Nice write-up. I'm also a relatively old hand at MMOs -- started in college with EQ, then played DAoC, tried my hand at FF XI for a couple of months, and played WoW since basically release. I quit WoW about 1.5 years ago, and only really started playing ToR because friends and family would be playing.
I like that the quests draw you in to the story-line. I've been playing as an evil smuggler, however, and all the side-story stuff has started to become a little stale to me. Right now I'm on Alderaan and it just doesn't make sense why I'm getting involved in all these things. Even the lure of credits doesn't really make sense since I'm on the trail of Nok Drayen's treasure. I finally realized last night that this is why I was becoming bored -- if I was playing a good guy I would be more interested in helping out, but instead I just mash the spacebar and pick the meanest dialog options available.
I'm a little torn on the crafting system. I like that you can send your companions off to gather and do missions -- this means I don't have to fly around and manually gather mats. On the other hand, the timers can be a little prohibitive. For example, if I have only an hour to play tonight then I might only be able to send companions out once or twice depending on the missions. You're also pretty limited in what you can do until you get your ship as you generally want to have your first companion with you. Lately I've found myself playing some other game for 30 mins or so, then logging in to check the AH, send companions out, then log out again.
There seems to be a little imbalance as well in the various crew skills. Slicing, at release, was a killer crew skill. I've read accounts on g+ where people took it just for the credits it could generate and, by the time it was nerfed, had already amassed over 500k credits. I have one guy who has armstech and the weapons it creates are just plain underwhelming. I can make lvl 33 weapons, but all the trainer recipes are green. Why would I use any of those when I can go to a commendation vendor and for ~14 tokens buy a pistol that blows away anything I could make? Meanwhile, my bro-in-law's brother sends me nice blue gear a few times a week -- all stuff that he made with armortech, with recipes he learned from the crew skill trainer.
The reverse engineering system is an interesting idea, but not very reliable. I basically only RE stuff I make to get back the materials (gun barrels excepted). Say I RE a pistol and get a new recipe -- the blue schematic will have the exact same stats as the green one, except it will have a small added bonus (which is randomly selected when you discover the recipe). My smuggler can make a crappy blue pistol that has a tiny amount of defense on it -- a stat that I will never need.

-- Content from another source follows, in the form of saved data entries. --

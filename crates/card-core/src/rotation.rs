//! Idle auto-rotation of the card with speed damping.

use crate::constants::*;
use crate::error::{non_negative, ConfigError};
use glam::{Vec2, Vec3};

#[derive(Clone, Debug, PartialEq)]
pub struct RotationConfig {
    pub enabled: bool,
    /// Radians per nominal 60 Hz frame.
    pub speed: f32,
    pub direction: Vec3,
    /// Multiplier applied to the speed on every processed frame.
    pub damping: f32,
    pub max_speed: f32,
    pub min_speed: f32,
}

impl Default for RotationConfig {
    fn default() -> Self {
        Self {
            enabled: true,
            speed: ROTATION_SPEED,
            direction: Vec3::new(1.0, 1.0, 0.0),
            damping: ROTATION_DAMPING,
            max_speed: ROTATION_MAX_SPEED,
            min_speed: ROTATION_MIN_SPEED,
        }
    }
}

impl RotationConfig {
    pub fn validate(&self) -> Result<(), ConfigError> {
        non_negative("speed", self.speed)?;
        non_negative("min_speed", self.min_speed)?;
        non_negative("max_speed", self.max_speed)?;
        if !(self.damping > 0.0 && self.damping <= 1.0) {
            return Err(ConfigError::OutOfUnitRange {
                name: "damping",
                value: self.damping,
            });
        }
        if self.min_speed > self.max_speed {
            return Err(ConfigError::InvertedRange {
                min_name: "min_speed",
                min: self.min_speed,
                max_name: "max_speed",
                max: self.max_speed,
            });
        }
        Ok(())
    }
}

pub struct AutoRotation {
    config: RotationConfig,
    rotating: bool,
    speed: f32,
    direction: Vec3,
    rotation: Vec3,
    frame: u64,
    pending_ms: f64,
}

impl AutoRotation {
    pub fn new(config: RotationConfig) -> Result<Self, ConfigError> {
        config.validate()?;
        Ok(Self {
            rotating: config.enabled,
            speed: config.speed,
            direction: config.direction,
            rotation: Vec3::ZERO,
            frame: 0,
            pending_ms: 0.0,
            config,
        })
    }

    /// Advance by one display frame of `dt_ms`. Only every second frame does
    /// any work; the skipped frame's time is carried into the next one.
    /// Returns true when the rotation changed.
    pub fn tick(&mut self, dt_ms: f64) -> bool {
        if !self.rotating {
            return false;
        }
        self.pending_ms += dt_ms;
        self.frame += 1;
        if self.frame % 2 != 0 {
            return false;
        }
        let step = self.speed * (self.pending_ms / FRAME_MS) as f32;
        self.pending_ms = 0.0;
        self.rotation += self.direction * step;

        let damped = self.speed * self.config.damping;
        if damped > self.config.min_speed {
            self.speed = damped;
        }
        true
    }

    /// Turn a pan delta (px) into a direct rotation and re-energise the spin.
    pub fn nudge(&mut self, delta: Vec2) {
        self.rotation.y += delta.x * ROTATION_NUDGE_PER_PX;
        self.rotation.x += delta.y * ROTATION_NUDGE_PER_PX;
        self.set_speed(self.config.speed);
    }

    pub fn toggle(&mut self) -> bool {
        self.rotating = !self.rotating;
        self.rotating
    }

    pub fn set_speed(&mut self, speed: f32) {
        self.speed = speed.clamp(self.config.min_speed, self.config.max_speed);
    }

    pub fn set_direction(&mut self, direction: Vec3) {
        self.direction = direction;
    }

    pub fn set_rotation(&mut self, rotation: Vec3) {
        self.rotation = rotation;
    }

    pub fn reset(&mut self) {
        self.rotating = self.config.enabled;
        self.speed = self.config.speed;
        self.direction = self.config.direction;
        self.rotation = Vec3::ZERO;
        self.frame = 0;
        self.pending_ms = 0.0;
    }

    pub fn rotation(&self) -> Vec3 {
        self.rotation
    }

    pub fn is_rotating(&self) -> bool {
        self.rotating
    }

    pub fn speed(&self) -> f32 {
        self.speed
    }

    pub fn direction(&self) -> Vec3 {
        self.direction
    }
}
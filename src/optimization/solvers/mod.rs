mod annealing;
mod particle;
pub mod traits;

pub use annealing::AnnealingOptimizer;
pub use particle::ParticleSwarmOptimizer;
pub use traits::{OptimizationCallback, Problem, Solver, SolverResult};

/// Picks a solver back-end from the problem shape and explains the choice.
///
/// The cost functions here are closed-form and cheap, so the trade-off is
/// search-space coverage, not evaluation count: a single annealing chain is
/// plenty for the 4-parameter coupler, while the 8-parameter balun benefits
/// from a swarm.
pub fn select_solver(
    num_params: usize,
    max_iterations: u64,
    precision: f64,
    seed: Option<u64>,
) -> (Box<dyn Solver>, String) {
    if num_params <= 4 {
        let mut sa = AnnealingOptimizer::new(max_iterations, precision);
        if let Some(seed) = seed {
            sa = sa.with_seed(seed);
        }
        (
            Box::new(sa),
            format!("Auto: {num_params} params → SA (single chain, cheap cost function)"),
        )
    } else {
        // Scale population: 10-30 particles
        let num_particles = (10 + num_params * 3).min(30);
        let pso = ParticleSwarmOptimizer::new(max_iterations, precision)
            .with_num_particles(num_particles);
        (
            Box::new(pso),
            format!("Auto: {num_params} params → PSO (pop={num_particles})"),
        )
    }
}
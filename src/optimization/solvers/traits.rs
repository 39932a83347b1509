/// Outcome reported by a solver back-end.
#[derive(Clone, Debug)]
pub struct SolverResult {
    pub success: bool,
    pub cost: f64,
    pub iterations: u64,
    pub message: String,
    pub params: Vec<f64>,
    pub cost_evals: usize,
}

/// Callback interface for optimization progress.
pub trait OptimizationCallback {
    /// Called once per cost evaluation with the constrained candidate and its
    /// cost. Returning an error aborts the run.
    fn on_iteration(&mut self, iteration: u64, params: &[f64], cost: f64) -> Result<(), String>;
}

/// Core problem definition - just the essentials.
pub trait Problem {
    /// Evaluate cost for given parameters.
    fn cost(&self, params: &[f64]) -> Result<f64, String>;

    /// Number of parameters.
    fn num_params(&self) -> usize;

    /// Initial parameter values.
    fn initial_params(&self) -> &[f64];

    /// Parameter bounds (min, max) for each parameter.
    fn bounds(&self) -> &[(f64, f64)];

    /// Snap parameters onto the discrete grid they are laid out on and clamp
    /// them into bounds (modifies params in place).
    fn apply_constraints(&self, params: &mut [f64]) -> Result<(), String>;
}

/// Bounded global minimizer interface - takes problem and callback, runs one
/// budgeted search, and reports the best point seen. Any conforming
/// implementation can substitute for the bundled ones.
pub trait Solver {
    fn name(&self) -> &str;

    /// Solve the optimization problem with callback for progress tracking.
    fn solve(
        &mut self,
        problem: &dyn Problem,
        callback: &mut dyn OptimizationCallback,
    ) -> Result<SolverResult, String>;
}
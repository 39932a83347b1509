//! Electrical model: resonance, characteristic impedance, and the balun
//! transformer reflection equations.

use std::f64::consts::PI;

use num_complex::Complex64;

use crate::constants::angular_frequency;

/// Value substituted for a rejected electrical quantity inside cost vectors.
///
/// Folding the rejection back into the deviation metric keeps a bad candidate
/// expensive without aborting the surrounding search.
pub const INVALID_MEASUREMENT: f64 = -1.0;

/// Resonant frequency in hertz of a coupled spiral section,
/// `(2-k)/(2π√(L·C))`.
///
/// Returns `None` when `l <= 0`, `c <= 0`, or `k == 1`.
#[must_use]
pub fn resonant_frequency(l: f64, c: f64, k: f64) -> Option<f64> {
    if l <= 0.0 || c <= 0.0 || k == 1.0 {
        return None;
    }
    Some((2.0 - k) / (2.0 * PI * (l * c).sqrt()))
}

/// Characteristic impedance in ohms, `√(L/C)`.
///
/// Returns `None` when `l <= 0` or `c <= 0`.
#[must_use]
pub fn characteristic_impedance(l: f64, c: f64) -> Option<f64> {
    if l <= 0.0 || c <= 0.0 {
        return None;
    }
    Some((l / c).sqrt())
}

/// Impedances reflected through a coupled-inductor transformer, each port
/// terminated by the conjugate of the opposite port's target.
#[derive(Debug, Clone, Copy, PartialEq)]
pub struct BalunReflection {
    /// Impedance seen looking into the source (primary) port.
    pub source: Complex64,
    /// Impedance seen looking into the load (secondary) port.
    pub load: Complex64,
}

/// Evaluates the transformer reflection equations for a balun.
///
/// The coupled inductor pair (`l_source`, `l_load`, coupling `k`) is modeled
/// as an ideal transformer of ratio `n = k·√(l_source/l_load)` with
/// magnetizing reactance `z_mag = jω·k²·l_source` and series leakage
/// `alpha·z_mag`, `alpha = (1-k²)/k²`, all referred to the primary.
/// Degenerate inductances propagate as NaN rather than being rejected here.
#[must_use]
pub fn balun_reflection(
    l_source: f64,
    l_load: f64,
    k: f64,
    f_target: f64,
    zs_target: Complex64,
    zl_target: Complex64,
) -> BalunReflection {
    let alpha = (1.0 - k * k) / (k * k);
    let n_turn = k * (l_source / l_load).sqrt();
    let n2 = n_turn * n_turn;
    let z_mag = Complex64::new(0.0, l_source * k * k * angular_frequency(f_target));

    let zl_reflected = n2 * zl_target.conj();
    let source = alpha * z_mag + z_mag * zl_reflected / (z_mag + zl_reflected);

    let primary = zs_target.conj() + alpha * z_mag;
    let load = z_mag * primary / (z_mag + primary) / n2;

    BalunReflection { source, load }
}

I dislike a lot of the choices they've made so far with the UI. Maybe it's because I haven't modded mine? I'm pretty accustomed to the rather useful interface for WoW and a handful of mods for tracking cooldowns and abilities (mods which, I understand, are now incorporated in to the base UI for cataclysm?). You're right that the AH interface is pretty awful too. I almost feel like they made some UI choices just to be different from WoW, with no concern over whether it was a step in the proper direction. There are still a handful of places where they messed up very basic things. With one of my companions, every time he appears / is re-summoned, this one skill is toggled to on. All his other skills remember their previous state... but not this one. And it's the skill where he pulls the target to him, so not exactly what you generally want as the default for two ranged characters. At least there's no hunter dead-zone. Another one I noticed is that my "show Sith corruption" option keeps resetting to "on" every time I have to load in to a zone. I'm just confused as to how stuff like this made it past basic QA.